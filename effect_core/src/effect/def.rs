//! Effect definitions

use crate::condition::Condition;
use crate::modifier::Modifier;
use crate::registry::EffectHook;
use crate::types::EffectType;
use serde::{Deserialize, Serialize};
use std::fmt;

/// How a new sourceless stack merges into an existing one
#[derive(Debug, Clone, Copy, Default, PartialEq, Eq, Serialize, Deserialize)]
#[serde(tag = "type", rename_all = "snake_case")]
pub enum StackMode {
    /// Add the incoming value to the first sourceless stack
    #[default]
    None,
    /// Restart the existing stack's duration, then merge
    Reup,
    /// Lengthen the existing stack's duration, then merge
    Extend,
    /// Keep every stack independent
    Multi,
}

/// Callback fired when one of a status effect's custom conditions is met
#[derive(Clone)]
pub struct CustomEffect {
    /// Condition watched while the effect is live
    pub condition: Condition,
    /// Runs each time the condition becomes met
    pub action: EffectHook,
}

impl fmt::Debug for CustomEffect {
    fn fmt(&self, f: &mut fmt::Formatter<'_>) -> fmt::Result {
        f.debug_struct("CustomEffect")
            .field("condition", &self.condition)
            .finish_non_exhaustive()
    }
}

/// Immutable configuration of an effect type
#[derive(Clone)]
pub struct EffectDef {
    /// Effect type this definition describes
    pub id: EffectType,
    /// Cap on the summed value of stacks (0 = unlimited)
    pub max_stack: u32,
    /// How sourceless stacks combine
    pub stack_mode: StackMode,
    /// Duration given to stacks added without one
    pub duration: Option<Condition>,
    /// Stat modifiers applied while active, scaled by the active stack count
    pub modifiers: Vec<Modifier>,
    /// Condition-triggered actions, cloned per status effect
    pub custom_effects: Vec<CustomEffect>,
    /// Runs when the effect becomes active
    pub on_activate: Option<EffectHook>,
    /// Runs when the effect stops being active
    pub on_deactivate: Option<EffectHook>,
    /// Runs after a stack is added or merged
    pub on_add_stack: Option<EffectHook>,
}

impl fmt::Debug for EffectDef {
    fn fmt(&self, f: &mut fmt::Formatter<'_>) -> fmt::Result {
        f.debug_struct("EffectDef")
            .field("id", &self.id)
            .field("max_stack", &self.max_stack)
            .field("stack_mode", &self.stack_mode)
            .field("duration", &self.duration)
            .field("modifiers", &self.modifiers)
            .field("custom_effects", &self.custom_effects)
            .finish_non_exhaustive()
    }
}

impl EffectDef {
    /// Create an uncapped `None`-mode definition with no duration
    pub fn new(id: impl Into<EffectType>) -> Self {
        EffectDef {
            id: id.into(),
            max_stack: 0,
            stack_mode: StackMode::None,
            duration: None,
            modifiers: Vec::new(),
            custom_effects: Vec::new(),
            on_activate: None,
            on_deactivate: None,
            on_add_stack: None,
        }
    }

    /// Set the stack cap (0 is uncapped)
    pub fn with_max_stack(mut self, max_stack: u32) -> Self {
        self.max_stack = max_stack;
        self
    }

    /// Set the stacking mode
    pub fn with_stack_mode(mut self, stack_mode: StackMode) -> Self {
        self.stack_mode = stack_mode;
        self
    }

    /// Set the duration given to stacks that arrive without one
    pub fn with_duration(mut self, duration: Condition) -> Self {
        self.duration = Some(duration);
        self
    }

    /// Apply `modifier` (value per active stack) while the effect is active
    pub fn with_modifier(mut self, modifier: Modifier) -> Self {
        self.modifiers.push(modifier);
        self
    }

    /// Add an action that runs when `condition` is met
    pub fn with_custom_effect(mut self, condition: Condition, action: EffectHook) -> Self {
        self.custom_effects.push(CustomEffect { condition, action });
        self
    }

    /// Set the activation hook
    pub fn on_activate(mut self, hook: EffectHook) -> Self {
        self.on_activate = Some(hook);
        self
    }

    /// Set the deactivation hook
    pub fn on_deactivate(mut self, hook: EffectHook) -> Self {
        self.on_deactivate = Some(hook);
        self
    }

    /// Set the hook run after each applied stack
    pub fn on_add_stack(mut self, hook: EffectHook) -> Self {
        self.on_add_stack = Some(hook);
        self
    }

    /// Remaining room under the stack cap for a given active count
    pub fn room(&self, active_count: u32) -> u32 {
        if self.max_stack == 0 {
            u32::MAX - active_count
        } else {
            self.max_stack.saturating_sub(active_count)
        }
    }

    /// Clamp a single stack value to the cap
    pub fn clamp(&self, value: u32) -> u32 {
        if self.max_stack == 0 {
            value
        } else {
            value.min(self.max_stack)
        }
    }
}
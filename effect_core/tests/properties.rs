//! Property tests for calculation order and stack counting

use effect_core::prelude::*;
use proptest::prelude::*;

fn op_strategy() -> impl Strategy<Value = Operator> {
    prop_oneof![
        Just(Operator::BaseAdd),
        Just(Operator::Add),
        Just(Operator::PercentAdd),
        Just(Operator::PercentMult),
        Just(Operator::Max),
        Just(Operator::Min),
    ]
}

fn modifier_strategy() -> impl Strategy<Value = (Operator, i32)> {
    (op_strategy(), -20i32..20)
}

fn value_for(op: &Operator, raw: i32) -> f32 {
    match op {
        Operator::PercentAdd | Operator::PercentMult => raw as f32 / 20.0,
        _ => raw as f32,
    }
}

fn stats() -> Stats {
    let mut registry = Registry::new();
    registry.register_stat("health", 100.0).unwrap();
    registry
        .register_effect(
            EffectDef::new("poison")
                .with_stack_mode(StackMode::Multi)
                .with_max_stack(5),
        )
        .unwrap();
    Stats::new(registry.into_shared())
}

#[derive(Debug, Clone)]
enum StackAction {
    Add(u32),
    AddSourced(u32),
    Reduce(u32),
    RemoveSourced,
}

fn stack_action_strategy() -> impl Strategy<Value = StackAction> {
    prop_oneof![
        (0u32..4).prop_map(StackAction::Add),
        (1u32..3).prop_map(StackAction::AddSourced),
        (0u32..8).prop_map(StackAction::Reduce),
        Just(StackAction::RemoveSourced),
    ]
}

proptest! {
    #[test]
    fn calculate_is_independent_of_insertion_order(
        mods in prop::collection::vec(modifier_strategy(), 0..12)
    ) {
        let health = StatType::from("health");
        let mut shuffled = stats();
        for (op, raw) in &mods {
            shuffled.add_mod(Modifier::new("health", op.clone(), value_for(op, *raw)), None);
        }

        let table = shuffled.registry().operators().clone();
        let mut sorted_mods = mods.clone();
        sorted_mods.sort_by_key(|(op, _)| table.order(op));
        let mut sorted = stats();
        for (op, raw) in &sorted_mods {
            sorted.add_mod(Modifier::new("health", op.clone(), value_for(op, *raw)), None);
        }

        let orders: Vec<i32> = shuffled
            .modifiers(&health)
            .iter()
            .map(|m| table.order(&m.op))
            .collect();
        prop_assert!(orders.windows(2).all(|w| w[0] <= w[1]));

        let ops: Vec<Operator> = shuffled.modifiers(&health).iter().map(|m| m.op.clone()).collect();
        let sorted_ops: Vec<Operator> = sorted.modifiers(&health).iter().map(|m| m.op.clone()).collect();
        prop_assert_eq!(ops, sorted_ops);

        let a = shuffled.calculate(&health, false);
        let b = sorted.calculate(&health, false);
        prop_assert!((a - b).abs() <= 1e-3 * a.abs().max(1.0), "{} != {}", a, b);
    }

    #[test]
    fn active_count_matches_stacks_and_cap(
        actions in prop::collection::vec(stack_action_strategy(), 0..30)
    ) {
        let poison = EffectType::from("poison");
        let totem = SourceId::from("totem");
        let mut stats = stats();

        for action in actions {
            let before = stats.active_stack_count(&poison);
            match action {
                StackAction::Add(value) => {
                    stats.add_stack(&poison, EffectStack::new(value), None).unwrap();
                }
                StackAction::AddSourced(value) => {
                    stats.add_stack(&poison, EffectStack::new(value), Some(totem.clone())).unwrap();
                }
                StackAction::Reduce(amount) => {
                    let reduced = stats.reduce_stacks(&poison, amount);
                    prop_assert!(reduced <= amount);
                    prop_assert!(reduced <= before);
                }
                StackAction::RemoveSourced => {
                    stats.remove_stacks_by_source(&poison, &totem);
                }
            }

            let count = stats.active_stack_count(&poison);
            match stats.status_effect(&poison) {
                Some(status) => {
                    let total: u32 = status.stacks().iter().map(|s| s.value).sum();
                    prop_assert_eq!(count, total);
                    let sourceless: u32 = status
                        .stacks()
                        .iter()
                        .filter(|s| s.source().is_none())
                        .map(|s| s.value)
                        .sum();
                    prop_assert!(sourceless <= 5);
                    prop_assert_eq!(stats.has_status_effect(&poison), count > 0);
                }
                None => {
                    prop_assert_eq!(count, 0);
                }
            }
        }
    }
}
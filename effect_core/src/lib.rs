//! effect_core - Stat, modifier and status effect aggregation for game entities
//!
//! This library provides:
//! - Stats: one entity's stat values, modifiers and status effects
//! - Modifier: an ordered operator application with an optional expiry condition
//! - Condition: composable boolean gates (timers, resource thresholds, custom payloads)
//! - StatusEffect: stacked effects with activation hooks and stacking modes
//! - Registry: process-wide configuration shared by every Stats
//!
//! The library uses the `log` facade and installs no logger.

pub mod condition;
pub mod config;
pub mod effect;
pub mod modifier;
pub mod operator;
pub mod pool;
pub mod prelude;
pub mod registry;
pub mod stats;
pub mod types;

// Re-export core types for convenience
pub use condition::{CompareOp, Condition, ConditionKind, ConditionRegistry, ConditionSpec, CustomCondition, StatReader};
pub use config::ConfigError;
pub use effect::{EffectDef, EffectStack, StackDef, StackMode, StatusEffect};
pub use modifier::{CalculateOptions, Modifier, ModifierDef};
pub use operator::{Operator, OperatorTable};
pub use pool::{Pool, Poolable};
pub use registry::Registry;
pub use stats::{Stat, Stats, StatsError, StatsSnapshot};
pub use types::{AddOutcome, EffectType, ModifierId, SourceId, StackId, StatType};
//! EffectLookup - live status effects keyed by effect type

use super::StatusEffect;
use crate::types::EffectType;
use std::collections::HashMap;

/// At most one live status effect per effect type
#[derive(Debug, Default)]
pub struct EffectLookup {
    effects: HashMap<EffectType, StatusEffect>,
}

impl EffectLookup {
    /// Create an empty table
    pub fn new() -> Self {
        Self::default()
    }

    /// Get the live status effect of a type
    pub fn get(&self, effect: &EffectType) -> Option<&StatusEffect> {
        self.effects.get(effect)
    }

    pub(crate) fn get_mut(&mut self, effect: &EffectType) -> Option<&mut StatusEffect> {
        self.effects.get_mut(effect)
    }

    /// Live instance of `effect`, if it is still the one numbered `instance`
    pub(crate) fn instance_mut(&mut self, effect: &EffectType, instance: u64) -> Option<&mut StatusEffect> {
        self.effects.get_mut(effect).filter(|se| se.instance == instance)
    }

    pub(crate) fn insert(&mut self, effect: StatusEffect) {
        self.effects.insert(effect.effect_type.clone(), effect);
    }

    pub(crate) fn remove(&mut self, effect: &EffectType) -> Option<StatusEffect> {
        self.effects.remove(effect)
    }

    /// Check whether a status effect of this type is live
    pub fn contains(&self, effect: &EffectType) -> bool {
        self.effects.contains_key(effect)
    }

    /// Iterate live status effects in no particular order
    pub fn iter(&self) -> impl Iterator<Item = &StatusEffect> {
        self.effects.values()
    }

    /// Get the types of every live status effect
    pub fn effect_types(&self) -> Vec<EffectType> {
        self.effects.keys().cloned().collect()
    }

    pub fn len(&self) -> usize {
        self.effects.len()
    }

    pub fn is_empty(&self) -> bool {
        self.effects.is_empty()
    }
}
//! ModifierLookup - per-stat modifier lists kept in operator order

use super::Modifier;
use crate::operator::OperatorTable;
use crate::types::{ModifierId, SourceId, StatType};
use std::collections::HashMap;

/// Modifiers grouped by stat type
///
/// Each list is sorted by operator order at insertion time; entries with the
/// same operator keep their insertion order.
#[derive(Debug, Default)]
pub struct ModifierLookup {
    lists: HashMap<StatType, Vec<Modifier>>,
}

impl ModifierLookup {
    pub fn new() -> Self {
        Self::default()
    }

    /// Insert a modifier after every entry with an order <= its own
    pub fn insert(&mut self, modifier: Modifier, operators: &OperatorTable) {
        let order = operators.order(&modifier.op);
        let list = self.lists.entry(modifier.stat_type.clone()).or_default();
        let index = list.partition_point(|m| operators.order(&m.op) <= order);
        list.insert(index, modifier);
    }

    /// Modifiers of one stat, in application order
    pub fn get(&self, stat: &StatType) -> &[Modifier] {
        self.lists.get(stat).map(Vec::as_slice).unwrap_or(&[])
    }

    pub fn find(&self, stat: &StatType, id: ModifierId) -> Option<&Modifier> {
        self.get(stat).iter().find(|m| m.id == id)
    }

    pub fn find_mut(&mut self, stat: &StatType, id: ModifierId) -> Option<&mut Modifier> {
        self.lists.get_mut(stat)?.iter_mut().find(|m| m.id == id)
    }

    /// Locate a modifier by handle alone
    pub fn stat_of(&self, id: ModifierId) -> Option<&StatType> {
        self.lists
            .iter()
            .find(|(_, list)| list.iter().any(|m| m.id == id))
            .map(|(stat, _)| stat)
    }

    pub fn remove(&mut self, stat: &StatType, id: ModifierId) -> Option<Modifier> {
        let list = self.lists.get_mut(stat)?;
        let index = list.iter().position(|m| m.id == id)?;
        let removed = list.remove(index);
        if list.is_empty() {
            self.lists.remove(stat);
        }
        Some(removed)
    }

    /// Remove every modifier tagged with `source`
    pub fn remove_by_source(&mut self, source: &SourceId) -> Vec<Modifier> {
        let mut removed = Vec::new();
        for list in self.lists.values_mut() {
            let mut i = 0;
            while i < list.len() {
                if list[i].source() == Some(source) {
                    removed.push(list.remove(i));
                } else {
                    i += 1;
                }
            }
        }
        self.lists.retain(|_, list| !list.is_empty());
        removed
    }

    /// Modifiers passing a source filter; `None` matches every modifier
    pub fn filter_by_source<'a>(
        &'a self,
        source: Option<&'a SourceId>,
    ) -> impl Iterator<Item = &'a Modifier> + 'a {
        self.iter()
            .filter(move |m| source.map_or(true, |s| m.source() == Some(s)))
    }

    pub fn iter(&self) -> impl Iterator<Item = &Modifier> {
        self.lists.values().flat_map(|list| list.iter())
    }

    pub fn len(&self) -> usize {
        self.lists.values().map(Vec::len).sum()
    }

    pub fn is_empty(&self) -> bool {
        self.lists.is_empty()
    }
}
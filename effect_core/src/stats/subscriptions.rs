//! Condition subscriptions - timer processing and stat listeners

use super::Stats;
use crate::condition::{Condition, Subscriptions};
use crate::types::{ConditionOwner, StatType};
use log::trace;

/// Owners whose condition trees contain timers
///
/// While `process` walks the set, removals are buffered and applied once the
/// walk finishes, so the walk never sees the list shrink.
#[derive(Debug, Default)]
pub(crate) struct TimerSet {
    owners: Vec<ConditionOwner>,
    pending_removal: Vec<ConditionOwner>,
    processing: u32,
}

impl TimerSet {
    pub(crate) fn insert(&mut self, owner: ConditionOwner) {
        self.pending_removal.retain(|o| o != &owner);
        if !self.owners.contains(&owner) {
            self.owners.push(owner);
        }
    }

    pub(crate) fn remove(&mut self, owner: &ConditionOwner) {
        if self.processing > 0 {
            if self.owners.contains(owner) && !self.pending_removal.contains(owner) {
                self.pending_removal.push(owner.clone());
            }
        } else {
            self.owners.retain(|o| o != owner);
        }
    }

    #[cfg(test)]
    pub(crate) fn contains(&self, owner: &ConditionOwner) -> bool {
        self.owners.contains(owner) && !self.pending_removal.contains(owner)
    }

    pub(crate) fn len(&self) -> usize {
        self.owners.len() - self.pending_removal.len()
    }

    /// Start a walk; returns how many owners it covers
    fn begin(&mut self) -> usize {
        self.processing += 1;
        self.owners.len()
    }

    fn get(&self, index: usize) -> Option<&ConditionOwner> {
        self.owners.get(index)
    }

    fn is_pending_removal(&self, owner: &ConditionOwner) -> bool {
        self.pending_removal.contains(owner)
    }

    fn finish(&mut self) {
        self.processing -= 1;
        if self.processing == 0 {
            let pending = std::mem::take(&mut self.pending_removal);
            self.owners.retain(|o| !pending.contains(o));
        }
    }
}

impl Stats {
    /// Advance every registered timer by `delta` seconds, exactly once each
    ///
    /// Timers registered while this runs are first ticked on the next call.
    pub fn process(&mut self, delta: f32) {
        let count = self.timers.begin();
        trace!("processing {} timer owners by {}s", count, delta);
        for index in 0..count {
            let Some(owner) = self.timers.get(index).cloned() else {
                break;
            };
            if self.timers.is_pending_removal(&owner) {
                continue;
            }
            let Some(mut condition) = self.take_condition(&owner) else {
                continue;
            };
            let changed = condition.tick(delta, &*self);
            self.restore_condition(&owner, condition);
            if changed {
                self.on_condition_changed(&owner);
            }
        }
        self.timers.finish();
    }

    /// Number of owners currently subscribed to timer ticks
    pub fn timer_count(&self) -> usize {
        self.timers.len()
    }

    pub(crate) fn subscribe(&mut self, owner: &ConditionOwner, subs: &Subscriptions) {
        if subs.timer {
            self.timers.insert(owner.clone());
        }
        for stat in &subs.stats {
            let owners = self.stat_listeners.entry(stat.clone()).or_default();
            if !owners.contains(owner) {
                owners.push(owner.clone());
            }
        }
    }

    pub(crate) fn unsubscribe(&mut self, owner: &ConditionOwner) {
        self.timers.remove(owner);
        for owners in self.stat_listeners.values_mut() {
            owners.retain(|o| o != owner);
        }
        self.stat_listeners.retain(|_, owners| !owners.is_empty());
    }

    /// Re-evaluate every condition watching `stat`
    pub(crate) fn refresh_stat_listeners(&mut self, stat: &StatType) {
        let Some(owners) = self.stat_listeners.get(stat).cloned() else {
            return;
        };
        for owner in owners {
            let still_listening = self
                .stat_listeners
                .get(stat)
                .is_some_and(|current| current.contains(&owner));
            if !still_listening {
                continue;
            }
            let Some(mut condition) = self.take_condition(&owner) else {
                continue;
            };
            let changed = condition.refresh_stat(stat, &*self);
            self.restore_condition(&owner, condition);
            if changed {
                self.on_condition_changed(&owner);
            }
        }
    }

    /// Move an owner's condition tree out so it can be evaluated against `&Stats`
    pub(crate) fn take_condition(&mut self, owner: &ConditionOwner) -> Option<Condition> {
        match owner {
            ConditionOwner::Modifier(stat, id) => self.modifiers.find_mut(stat, *id)?.duration.take(),
            ConditionOwner::Stack(effect, id) => self.effects.get_mut(effect)?.stack_mut(*id)?.duration.take(),
            ConditionOwner::Custom {
                effect,
                instance,
                index,
            } => self
                .effects
                .instance_mut(effect, *instance)?
                .custom_conditions
                .get_mut(*index)?
                .take(),
        }
    }

    pub(crate) fn restore_condition(&mut self, owner: &ConditionOwner, condition: Condition) {
        let slot = match owner {
            ConditionOwner::Modifier(stat, id) => self.modifiers.find_mut(stat, *id).map(|m| &mut m.duration),
            ConditionOwner::Stack(effect, id) => self
                .effects
                .get_mut(effect)
                .and_then(|se| se.stack_mut(*id))
                .map(|s| &mut s.duration),
            ConditionOwner::Custom {
                effect,
                instance,
                index,
            } => self
                .effects
                .instance_mut(effect, *instance)
                .and_then(|se| se.custom_conditions.get_mut(*index)),
        };
        if let Some(slot) = slot {
            *slot = Some(condition);
        }
    }

    /// A registered tree changed: let its owner react
    pub(crate) fn on_condition_changed(&mut self, owner: &ConditionOwner) {
        trace!("condition changed for {:?}", owner);
        match owner {
            ConditionOwner::Modifier(stat, id) => self.on_modifier_condition_changed(stat, *id),
            ConditionOwner::Stack(effect, id) => self.on_stack_condition_changed(effect, *id),
            ConditionOwner::Custom {
                effect,
                instance,
                index,
            } => self.on_custom_condition_changed(effect, *instance, *index),
        }
    }
}
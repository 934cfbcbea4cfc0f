//! Configuration loading from TOML files

mod effects;
mod stats;

pub use effects::{load_effect_defs, parse_effect_defs, EffectConfig, EffectsConfig};
pub use stats::{load_stat_defaults, parse_stat_defaults, StatsConfig};

use std::fs;
use std::path::Path;
use thiserror::Error;

/// Configuration error
///
/// Raised while building the registry; none of these are recoverable at runtime.
#[derive(Error, Debug)]
pub enum ConfigError {
    #[error("Failed to read config file: {0}")]
    IoError(#[from] std::io::Error),
    #[error("Failed to parse TOML: {0}")]
    ParseError(#[from] toml::de::Error),
    #[error("Configuration validation error: {0}")]
    ValidationError(String),
    #[error("Stat type '{0}' is already registered")]
    DuplicateStat(String),
    #[error("Effect type '{0}' is already registered")]
    DuplicateEffect(String),
    #[error("Operator '{0}' is already registered")]
    DuplicateOperator(String),
    #[error("Condition type '{0}' is already registered")]
    DuplicateConditionType(String),
    #[error("Unknown condition type '{0}'")]
    UnknownConditionType(String),
    #[error("Invalid parameters for condition type '{tag}': {details}")]
    InvalidConditionParams { tag: String, details: String },
}

/// Load a TOML file and deserialize it
pub fn load_toml<T: serde::de::DeserializeOwned>(path: &Path) -> Result<T, ConfigError> {
    let content = fs::read_to_string(path)?;
    let config: T = toml::from_str(&content)?;
    Ok(config)
}

/// Load a TOML string and deserialize it
pub fn parse_toml<T: serde::de::DeserializeOwned>(content: &str) -> Result<T, ConfigError> {
    let config: T = toml::from_str(content)?;
    Ok(config)
}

## Assigned task
Output exactly the lines of the material above from the one containing "pub(crate) fn contains(&self, owner: &ConditionOwner)" up to and including the one containing "fn is_pending_removal(&self, owner: &ConditionOwner)".

## Answer box
    pub(crate) fn contains(&self, owner: &ConditionOwner) -> bool {
        self.owners.contains(owner) && !self.pending_removal.contains(owner)
    }

    pub(crate) fn len(&self) -> usize {
        self.owners.len() - self.pending_removal.len()
    }

    /// Start a walk; returns how many owners it covers
    fn begin(&mut self) -> usize {
        self.processing += 1;
        self.owners.len()
    }

    fn get(&self, index: usize) -> Option<&ConditionOwner> {
        self.owners.get(index)
    }

    fn is_pending_removal(&self, owner: &ConditionOwner) -> bool {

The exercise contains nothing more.